5) ACGIH (1999) – Valor limite de exposição para a actividade manual – Em Dezembro de 1999, a “American Conference of Governmental

Hygienists” - ACGIH, publicou uma norma de base quantitativa

direccionada à prevenção e controlo das LMEMSLT, particularmente a nível do antebraço, punho, mão e dedos, em actividades repetitivas com duração superior a 4 horas diárias. O método de avaliação do risco que emana desta norma (método HAL) encontra-se descrito nesta tese. 6) OSHA (2000) - Em finais de 1999 a OSHA propôs uma reformulação da

norma no sentido da prevenção e controlo das LMELT. Desta vez foi publicada sob a forma de Lei mas, apenas uns meses mais tarde, foi novamente rejeitada pelo Congresso. A norma era, à partida, restritiva à indústria em geral. O seu objectivo visava, mais uma vez, reduzir o número e a severidade de casos de LMEMSLT causados pela exposição a factores de risco no local de trabalho.
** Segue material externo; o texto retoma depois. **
//! Submitted forms and their field-level validation. Field rules are declared
//! with `validator`; each form then converts into the domain input the
//! handlers pass on, or into `FieldErrors` for re-render.

use std::collections::BTreeMap;

use chrono::{NaiveDate, NaiveTime};
use serde::{Deserialize, Deserializer};
use validator::{Validate, ValidationErrors};

use crate::models::service::parse_price;
use crate::models::user::normalize_email;
use crate::models::{parse_date, parse_time, BookingStatus, BusinessFields, ServiceFields, WorkingHour};
use crate::services::scheduling::BookingRequest;

#[derive(Debug, Default, Clone)]
pub struct FieldErrors(BTreeMap<String, Vec<String>>);

impl FieldErrors {
    pub fn add(&mut self, field: impl Into<String>, message: impl Into<String>) {
        self.0.entry(field.into()).or_default().push(message.into());
    }

    pub fn get(&self, field: &str) -> Option<&Vec<String>> {
        self.0.get(field)
    }

    pub fn is_empty(&self) -> bool {
        self.0.is_empty()
    }

    fn extend(&mut self, other: FieldErrors) {
        for (field, messages) in other.0 {
            self.0.entry(field).or_default().extend(messages);
        }
    }

    fn into_result<T>(self, value: T) -> Result<T, FieldErrors> {
        if self.is_empty() {
            Ok(value)
        } else {
            Err(self)
        }
    }
}

impl From<ValidationErrors> for FieldErrors {
    fn from(errors: ValidationErrors) -> Self {
        let mut fields = FieldErrors::default();
        for (field, errs) in errors.field_errors() {
            for e in errs {
                let message = match &e.message {
                    Some(m) => m.to_string(),
                    None => format!("Invalid value ({}).", e.code),
                };
                fields.add(field.to_string(), message);
            }
        }
        fields
    }
}

/// Runs the declared field rules.
fn check<T: Validate>(form: &T) -> FieldErrors {
    match form.validate() {
        Ok(()) => FieldErrors::default(),
        Err(errors) => errors.into(),
    }
}

// ── Helpers ──

fn trimmed<'de, D: Deserializer<'de>>(deserializer: D) -> Result<String, D::Error> {
    let value = String::deserialize(deserializer)?;
    Ok(value.trim().to_string())
}

/// Blank inputs become `None`.
fn trimmed_opt<'de, D: Deserializer<'de>>(deserializer: D) -> Result<Option<String>, D::Error> {
    Ok(optional(&String::deserialize(deserializer)?))
}

/// Untrimmed; only an empty value becomes `None`. Used for passwords.
fn non_empty<'de, D: Deserializer<'de>>(deserializer: D) -> Result<Option<String>, D::Error> {
    let value = String::deserialize(deserializer)?;
    Ok((!value.is_empty()).then_some(value))
}

fn optional(value: &str) -> Option<String> {
    let value = value.trim();
    if value.is_empty() {
        None
    } else {
        Some(value.to_string())
    }
}

fn checked(value: &Option<String>) -> bool {
    matches!(value.as_deref(), Some("on" | "true" | "1" | "y" | "yes"))
}

// ── Auth ──

#[derive(Debug, Default, Deserialize, Validate)]
#[serde(default)]
pub struct LoginForm {
    #[serde(deserialize_with = "trimmed")]
    #[validate(length(min = 1, message = "This field is required."))]
    pub email: String,
    #[validate(length(min = 1, message = "This field is required."))]
    pub password: String,
    pub next: String,
}

impl LoginForm {
    /// Returns the normalized email once both fields are present.
    pub fn validate(&self) -> Result<String, FieldErrors> {
        check(self).into_result(normalize_email(&self.email))
    }
}

#[derive(Debug, Default, Deserialize, Validate)]
#[serde(default)]
pub struct RegisterForm {
    #[serde(deserialize_with = "trimmed")]
    #[validate(
        email(message = "Invalid email address."),
        length(max = 120, message = "Must be at most 120 characters.")
    )]
    pub email: String,
    #[serde(deserialize_with = "trimmed")]
    #[validate(length(min = 2, max = 50, message = "Must be between 2 and 50 characters."))]
    pub first_name: String,
    #[serde(deserialize_with = "trimmed")]
    #[validate(length(min = 2, max = 50, message = "Must be between 2 and 50 characters."))]
    pub last_name: String,
    #[validate(length(min = 6, message = "Must be at least 6 characters."))]
    pub password: String,
    #[validate(must_match(other = "password", message = "Passwords must match."))]
    pub confirm_password: String,
}

#[derive(Debug)]
pub struct Registration {
    pub email: String,
    pub first_name: String,
    pub last_name: String,
    pub password: String,
}

impl RegisterForm {
    pub fn validate(&self) -> Result<Registration, FieldErrors> {
        check(self).into_result(Registration {
            email: normalize_email(&self.email),
            first_name: self.first_name.clone(),
            last_name: self.last_name.clone(),
            password: self.password.clone(),
        })
    }
}

// ── Business ──

#[derive(Debug, Default, Deserialize, Validate)]
#[serde(default)]
pub struct BusinessForm {
    #[serde(deserialize_with = "trimmed")]
    #[validate(length(min = 2, max = 100, message = "Must be between 2 and 100 characters."))]
    pub name: String,
    #[serde(deserialize_with = "trimmed")]
    #[validate(length(max = 20, message = "Must be at most 20 characters."))]
    pub phone: String,
    #[serde(deserialize_with = "trimmed")]
    #[validate(length(max = 255, message = "Must be at most 255 characters."))]
    pub address: String,
    #[serde(deserialize_with = "trimmed")]
    #[validate(length(max = 500, message = "Must be at most 500 characters."))]
    pub description: String,
}

fn business_fields(name: &str, phone: &str, address: &str, description: &str) -> BusinessFields {
    BusinessFields {
        name: name.trim().to_string(),
        phone: optional(phone),
        address: optional(address),
        description: optional(description),
    }
}

impl BusinessForm {
    pub fn validate(&self) -> Result<BusinessFields, FieldErrors> {
        check(self).into_result(business_fields(
            &self.name,
            &self.phone,
            &self.address,
            &self.description,
        ))
    }
}

#[derive(Debug, Default, Deserialize, Validate)]
#[serde(default)]
pub struct AdminBusinessForm {
    #[serde(deserialize_with = "trimmed")]
    #[validate(length(min = 2, max = 100, message = "Must be between 2 and 100 characters."))]
    pub name: String,
    #[serde(deserialize_with = "trimmed")]
    #[validate(length(max = 20, message = "Must be at most 20 characters."))]
    pub phone: String,
    #[serde(deserialize_with = "trimmed")]
    #[validate(length(max = 255, message = "Must be at most 255 characters."))]
    pub address: String,
    #[serde(deserialize_with = "trimmed")]
    #[validate(length(max = 500, message = "Must be at most 500 characters."))]
    pub description: String,
    pub owner_id: String,
    pub is_active: Option<String>,
}

#[derive(Debug)]
pub struct AdminBusinessInput {
    pub fields: BusinessFields,
    pub owner_id: i64,
    pub is_active: bool,
}

impl AdminBusinessForm {
    pub fn is_active(&self) -> bool {
        checked(&self.is_active)
    }

    pub fn validate(&self) -> Result<AdminBusinessInput, FieldErrors> {
        let mut errors = check(self);
        let owner_id = match self.owner_id.trim().parse::<i64>() {
            Ok(id) => id,
            Err(_) => {
                errors.add("owner_id", "Choose an owner.");
                0
            }
        };
        errors.into_result(AdminBusinessInput {
            fields: business_fields(&self.name, &self.phone, &self.address, &self.description),
            owner_id,
            is_active: self.is_active(),
        })
    }
}

// ── Services ──

#[derive(Debug, Default, Deserialize, Validate)]
#[serde(default)]
pub struct ServiceForm {
    #[serde(deserialize_with = "trimmed")]
    #[validate(length(min = 2, max = 100, message = "Must be between 2 and 100 characters."))]
    pub name: String,
    #[serde(deserialize_with = "trimmed")]
    #[validate(length(max = 500, message = "Must be at most 500 characters."))]
    pub description: String,
    #[serde(deserialize_with = "trimmed")]
    pub price: String,
    #[serde(deserialize_with = "trimmed")]
    pub duration_minutes: String,
}

impl ServiceForm {
    /// Text rules come from the form; numeric ranges from `ServiceFields`.
    /// A duration that is not a number is reported as out of range.
    pub fn validate(&self) -> Result<ServiceFields, FieldErrors> {
        let mut errors = check(self);

        let price_cents = match parse_price(&self.price) {
            Some(cents) => cents,
            None => {
                errors.add("price", "Enter a non-negative amount with at most two decimals.");
                0
            }
        };

        let fields = ServiceFields {
            name: self.name.trim().to_string(),
            description: optional(&self.description),
            price_cents,
            duration_minutes: self.duration_minutes.trim().parse().unwrap_or(0),
        };
        errors.extend(check(&fields));
        errors.into_result(fields)
    }
}

// ── Working hours ──

#[derive(Debug, Default, Deserialize)]
#[serde(default)]
pub struct WorkingHourForm {
    pub open_time: String,
    pub close_time: String,
    pub is_closed: Option<String>,
}

impl WorkingHourForm {
    pub fn from_hour(hour: &WorkingHour) -> Self {
        Self {
            open_time: crate::models::format_time(&hour.open_time),
            close_time: crate::models::format_time(&hour.close_time),
            is_closed: hour.is_closed.then(|| "on".to_string()),
        }
    }

    pub fn is_closed(&self) -> bool {
        checked(&self.is_closed)
    }

    /// A closed day may leave the times blank; the stored ones are kept.
    pub fn validate(&self, current: &WorkingHour) -> Result<(NaiveTime, NaiveTime, bool), FieldErrors> {
        let mut errors = FieldErrors::default();
        let closed = self.is_closed();

        let open = parse_time(&self.open_time);
        let close = parse_time(&self.close_time);

        if closed {
            return Ok((
                open.unwrap_or(current.open_time),
                close.unwrap_or(current.close_time),
                true,
            ));
        }

        if open.is_none() {
            errors.add("open_time", "Enter a time as HH:MM.");
        }
        if close.is_none() {
            errors.add("close_time", "Enter a time as HH:MM.");
        }
        if let (Some(o), Some(c)) = (open, close) {
            if c <= o {
                errors.add("close_time", "Closing time must be after opening time.");
            }
        }

        errors.into_result((
            open.unwrap_or(current.open_time),
            close.unwrap_or(current.close_time),
            false,
        ))
    }
}

// ── Bookings ──

#[derive(Debug, Default, Deserialize, Validate)]
#[serde(default)]
pub struct BookingForm {
    #[serde(deserialize_with = "trimmed")]
    pub service_id: String,
    #[serde(deserialize_with = "trimmed")]
    pub booking_date: String,
    #[serde(deserialize_with = "trimmed")]
    pub booking_time: String,
    #[serde(deserialize_with = "trimmed")]
    #[validate(length(min = 2, max = 100, message = "Must be between 2 and 100 characters."))]
    pub customer_name: String,
    #[serde(deserialize_with = "trimmed")]
    #[validate(length(min = 10, max = 20, message = "Must be between 10 and 20 characters."))]
    pub customer_phone: String,
    #[serde(deserialize_with = "trimmed_opt")]
    #[validate(
        email(message = "Invalid email address."),
        length(max = 120, message = "Must be at most 120 characters.")
    )]
    pub customer_email: Option<String>,
    #[serde(deserialize_with = "trimmed")]
    #[validate(length(max = 500, message = "Must be at most 500 characters."))]
    pub notes: String,
}

impl BookingForm {
    pub fn service_id(&self) -> Option<i64> {
        self.service_id.trim().parse().ok()
    }

    pub fn date(&self) -> Option<NaiveDate> {
        parse_date(&self.booking_date)
    }

    /// Validates everything except the service, which needs the store.
    pub fn validate(&self, today: NaiveDate) -> Result<BookingRequest, FieldErrors> {
        let mut errors = check(self);

        if self.service_id().is_none() {
            errors.add("service_id", "Choose a service.");
        }

        let date = match self.date() {
            Some(d) if d < today => {
                errors.add("booking_date", "Choose a date that is not in the past.");
                today
            }
            Some(d) => d,
            None => {
                errors.add("booking_date", "Enter a date as YYYY-MM-DD.");
                today
            }
        };

        let time = match parse_time(&self.booking_time) {
            Some(t) => t,
            None => {
                errors.add("booking_time", "Choose a time.");
                NaiveTime::MIN
            }
        };

        errors.into_result(BookingRequest {
            date,
            time,
            customer_name: self.customer_name.trim().to_string(),
            customer_phone: self.customer_phone.trim().to_string(),
            customer_email: self.customer_email.as_deref().map(normalize_email),
            notes: optional(&self.notes),
        })
    }
}

#[derive(Debug, Default, Deserialize)]
#[serde(default)]
pub struct StatusForm {
    pub status: String,
}

impl StatusForm {
    pub fn status(&self) -> Option<BookingStatus> {
        BookingStatus::parse(self.status.trim())
    }
}

// ── Admin users ──

#[derive(Debug, Default, Deserialize, Validate)]
#[serde(default)]
pub struct AdminUserForm {
    #[serde(deserialize_with = "trimmed")]
    #[validate(
        email(message = "Invalid email address."),
        length(max = 120, message = "Must be at most 120 characters.")
    )]
    pub email: String,
    #[serde(deserialize_with = "trimmed")]
    #[validate(length(min = 2, max = 50, message = "Must be between 2 and 50 characters."))]
    pub first_name: String,
    #[serde(deserialize_with = "trimmed")]
    #[validate(length(min = 2, max = 50, message = "Must be between 2 and 50 characters."))]
    pub last_name: String,
    #[serde(deserialize_with = "non_empty")]
    #[validate(length(min = 6, message = "Must be at least 6 characters."))]
    pub password: Option<String>,
    pub is_admin: Option<String>,
}

#[derive(Debug)]
pub struct AdminUserInput {
    pub email: String,
    pub first_name: String,
    pub last_name: String,
    pub password: Option<String>,
    pub is_admin: bool,
}

impl AdminUserForm {
    pub fn is_admin(&self) -> bool {
        checked(&self.is_admin)
    }

    /// New users need a password; on edit a blank password keeps the old one.
    pub fn validate(&self, password_required: bool) -> Result<AdminUserInput, FieldErrors> {
        let mut errors = check(self);
        if password_required && self.password.is_none() {
            errors.add("password", "This field is required.");
        }

        errors.into_result(AdminUserInput {
            email: normalize_email(&self.email),
            first_name: self.first_name.clone(),
            last_name: self.last_name.clone(),
            password: self.password.clone(),
            is_admin: self.is_admin(),
        })
    }
}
A sua aplicação estava condicionada a situações de trabalho onde se verificasse a existência de: (1) casos ou sintomas e sinais de LMELT e (2) postos de trabalho que

implicassem a exposição a factores de risco com intensidade, repetição ou duração suficiente para ser susceptível o aparecimento de patologia músculo-esquelética. Os critérios decisionais da presença/ausência de risco assentavam, mais uma vez, num filtro de identificação de factores de risco de LMELT. As medidas subsequentes a aplicar nos postos onde se identificasse a presença de factores de risco, passavam pela aplicação de métodos de avaliação integrada do risco, apresentados em apêndice à norma, dos quais se destacam o método NIOSH (1993), o método RULA (1993) e o método REBA (2000).